▶ Directions for this task: In full and without alteration, print the entries that follow.
Start of Records shown
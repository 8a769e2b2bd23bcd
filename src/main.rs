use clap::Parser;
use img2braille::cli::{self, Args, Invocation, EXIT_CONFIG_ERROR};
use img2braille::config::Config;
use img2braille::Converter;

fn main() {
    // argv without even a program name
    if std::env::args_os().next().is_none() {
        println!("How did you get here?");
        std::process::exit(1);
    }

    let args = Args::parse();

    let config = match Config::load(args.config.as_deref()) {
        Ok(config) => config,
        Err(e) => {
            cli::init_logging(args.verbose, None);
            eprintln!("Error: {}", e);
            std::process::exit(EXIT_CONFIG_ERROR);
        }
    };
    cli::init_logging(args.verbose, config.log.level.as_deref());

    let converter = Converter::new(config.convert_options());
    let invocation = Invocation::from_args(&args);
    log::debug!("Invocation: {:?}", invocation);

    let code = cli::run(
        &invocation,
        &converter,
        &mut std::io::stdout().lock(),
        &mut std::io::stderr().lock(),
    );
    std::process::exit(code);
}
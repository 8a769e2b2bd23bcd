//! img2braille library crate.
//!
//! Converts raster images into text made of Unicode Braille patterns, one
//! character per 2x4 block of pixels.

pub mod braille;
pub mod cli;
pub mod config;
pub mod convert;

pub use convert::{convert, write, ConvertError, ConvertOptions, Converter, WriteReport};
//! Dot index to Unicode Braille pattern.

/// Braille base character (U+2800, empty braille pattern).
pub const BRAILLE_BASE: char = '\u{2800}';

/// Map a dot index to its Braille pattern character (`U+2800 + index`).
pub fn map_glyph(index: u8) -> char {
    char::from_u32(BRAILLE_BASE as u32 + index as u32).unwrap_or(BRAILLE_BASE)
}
End of Records shown
▶ Output:
repository 8a769e2b2bd23bcd
filename src/main.rs
use clap::Parser;
use img2braille::cli::{self, Args, Invocation, EXIT_CONFIG_ERROR};
use img2braille::config::Config;
use img2braille::Converter;

fn main() {
    // argv without even a program name
    if std::env::args_os().next().is_none() {
        println!("How did you get here?");
        std::process::exit(1);
    }

    let args = Args::parse();

    let config = match Config::load(args.config.as_deref()) {
        Ok(config) => config,
        Err(e) => {
            cli::init_logging(args.verbose, None);
            eprintln!("Error: {}", e);
            std::process::exit(EXIT_CONFIG_ERROR);
        }
    };
    cli::init_logging(args.verbose, config.log.level.as_deref());

    let converter = Converter::new(config.convert_options());
    let invocation = Invocation::from_args(&args);
    log::debug!("Invocation: {:?}", invocation);

    let code = cli::run(
        &invocation,
        &converter,
        &mut std::io::stdout().lock(),
        &mut std::io::stderr().lock(),
    );
    std::process::exit(code);
}
repository 8a769e2b2bd23bcd
//! img2braille library crate.
//!
//! Converts raster images into text made of Unicode Braille patterns, one
//! character per 2x4 block of pixels.

pub mod braille;
pub mod cli;
pub mod config;
pub mod convert;

pub use convert::{convert, write, ConvertError, ConvertOptions, Converter, WriteReport};
//! Dot index to Unicode Braille pattern.

/// Braille base character (U+2800, empty braille pattern).
pub const BRAILLE_BASE: char = '\u{2800}';

/// Map a dot index to its Braille pattern character (`U+2800 + index`).
pub fn map_glyph(index: u8) -> char {
    char::from_u32(BRAILLE_BASE as u32 + index as u32).unwrap_or(BRAILLE_BASE)
}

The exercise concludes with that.